(EXERCISE DIRECTIONS): In the listing below, write out exactly each line from the first through the one containing "RankedSentence::new(sentence.index, score, &sentence.text))".
——
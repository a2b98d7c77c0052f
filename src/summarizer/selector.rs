//! Top-score sentence selection for summarization
//!
//! Sentences are ordered by PageRank score (larger original index first on
//! ties), the requested number is kept, and the survivors are put back in
//! document order before being joined.

use crate::types::{Language, RankedSentence, Sentence, SummaryLength};

/// Selects and reassembles the highest-scoring sentences
#[derive(Debug, Clone)]
pub struct SentenceSelector {
    language: Language,
    /// Floor for ratio-derived counts
    min_sentences: usize,
}

impl SentenceSelector {
    /// Create a selector with the default floor of 3 sentences
    pub fn new(language: Language) -> Self {
        Self {
            language,
            min_sentences: 3,
        }
    }

    /// Set the floor applied to ratio-derived counts
    pub fn with_min_sentences(mut self, min_sentences: usize) -> Self {
        self.min_sentences = min_sentences;
        self
    }

    /// Pair each sentence with its score.
    ///
    /// `scores` must have one entry per sentence, indexed by sentence index.
    pub fn rank(sentences: &[Sentence], scores: &[f64]) -> Vec<RankedSentence> {
        debug_assert_eq!(sentences.len(), scores.len());
        sentences
            .iter()
            .zip(scores)
            .map(|(sentence, &score)| RankedSentence::new(sentence.index, score, &sentence.text))
            .collect()
    }

    /// Keep the top sentences for `length`, returned in document order
    pub fn select(
        &self,
        mut ranked: Vec<RankedSentence>,
        length: SummaryLength,
    ) -> Vec<RankedSentence> {
        let count = length.sentence_count(ranked.len(), self.min_sentences);

        ranked.sort_by(RankedSentence::selection_cmp);
        ranked.truncate(count);
        ranked.sort_by_key(|r| r.index);
        ranked
    }

    /// Join selected sentences with the language's terminal punctuation
    pub fn assemble(&self, selected: &[RankedSentence]) -> String {
        self.language.join(selected.iter().map(|r| r.text.as_str()))
    }
}

#[cfg(test)]
mod tests {
    use super::*;

    fn make_ranked(scores: &[f64]) -> Vec<RankedSentence> {
        scores
            .iter()
            .enumerate()
            .map(|(i, &s)| RankedSentence::new(i, s, format!("S{i}")))
            .collect()
    }

    #[test]
    fn test_rank_pairs_scores() {
        let sentences = vec![Sentence::new(0, "first"), Sentence::new(1, "second")];
        let ranked = SentenceSelector::rank(&sentences, &[0.3, 0.7]);

        assert_eq!(ranked[1], RankedSentence::new(1, 0.7, "second"));
    }

    #[test]
    fn test_select_top_n_in_document_order() {
        let selector = SentenceSelector::new(Language::English);
        let ranked = make_ranked(&[0.1, 0.4, 0.05, 0.3, 0.15]);

        let selected = selector.select(ranked, SummaryLength::TopN(2));

        let indices: Vec<_> = selected.iter().map(|r| r.index).collect();
        assert_eq!(indices, vec![1, 3]);
    }

    #[test]
    fn test_select_ratio_floor() {
        let selector = SentenceSelector::new(Language::English);
        let ranked = make_ranked(&[0.1, 0.4, 0.05, 0.3, 0.15]);

        // 5 * 0.3 = 1 -> floored up to 3
        let selected = selector.select(ranked, SummaryLength::Ratio(0.3));

        let indices: Vec<_> = selected.iter().map(|r| r.index).collect();
        assert_eq!(indices, vec![1, 3, 4]);
    }

    #[test]
    fn test_select_clamped_to_total() {
        let selector = SentenceSelector::new(Language::English);
        let selected = selector.select(make_ranked(&[0.5, 0.5]), SummaryLength::TopN(10));

        assert_eq!(selected.len(), 2);
    }

    #[test]
    fn test_ties_prefer_larger_index() {
        let selector = SentenceSelector::new(Language::English);
        let selected = selector.select(make_ranked(&[0.25, 0.25, 0.25, 0.25]), SummaryLength::TopN(2));

        let indices: Vec<_> = selected.iter().map(|r| r.index).collect();
        assert_eq!(indices, vec![2, 3]);
    }

    #[test]
    fn test_assemble_english() {
        let selector = SentenceSelector::new(Language::English);
        let selected = vec![
            RankedSentence::new(1, 0.4, "B"),
            RankedSentence::new(3, 0.3, "D"),
        ];

        assert_eq!(selector.assemble(&selected), "B. D.");
    }

    #[test]
    fn test_assemble_chinese() {
        let selector = SentenceSelector::new(Language::Chinese);
        let selected = vec![
            RankedSentence::new(0, 0.4, "第一句"),
            RankedSentence::new(2, 0.3, "第三句"),
        ];

        assert_eq!(selector.assemble(&selected), "第一句。第三句。");
    }

    #[test]
    fn test_assemble_empty() {
        let selector = SentenceSelector::new(Language::English);
        assert_eq!(selector.assemble(&[]), "");
    }
}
——
(ANSWER SECTION):
repository a2b98d7c77c0052f
filename src/summarizer/selector.rs
//! Top-score sentence selection for summarization
//!
//! Sentences are ordered by PageRank score (larger original index first on
//! ties), the requested number is kept, and the survivors are put back in
//! document order before being joined.

use crate::types::{Language, RankedSentence, Sentence, SummaryLength};

/// Selects and reassembles the highest-scoring sentences
#[derive(Debug, Clone)]
pub struct SentenceSelector {
    language: Language,
    /// Floor for ratio-derived counts
    min_sentences: usize,
}

impl SentenceSelector {
    /// Create a selector with the default floor of 3 sentences
    pub fn new(language: Language) -> Self {
        Self {
            language,
            min_sentences: 3,
        }
    }

    /// Set the floor applied to ratio-derived counts
    pub fn with_min_sentences(mut self, min_sentences: usize) -> Self {
        self.min_sentences = min_sentences;
        self
    }

    /// Pair each sentence with its score.
    ///
    /// `scores` must have one entry per sentence, indexed by sentence index.
    pub fn rank(sentences: &[Sentence], scores: &[f64]) -> Vec<RankedSentence> {
        debug_assert_eq!(sentences.len(), scores.len());
        sentences
            .iter()
            .zip(scores)
            .map(|(sentence, &score)| RankedSentence::new(sentence.index, score, &sentence.text))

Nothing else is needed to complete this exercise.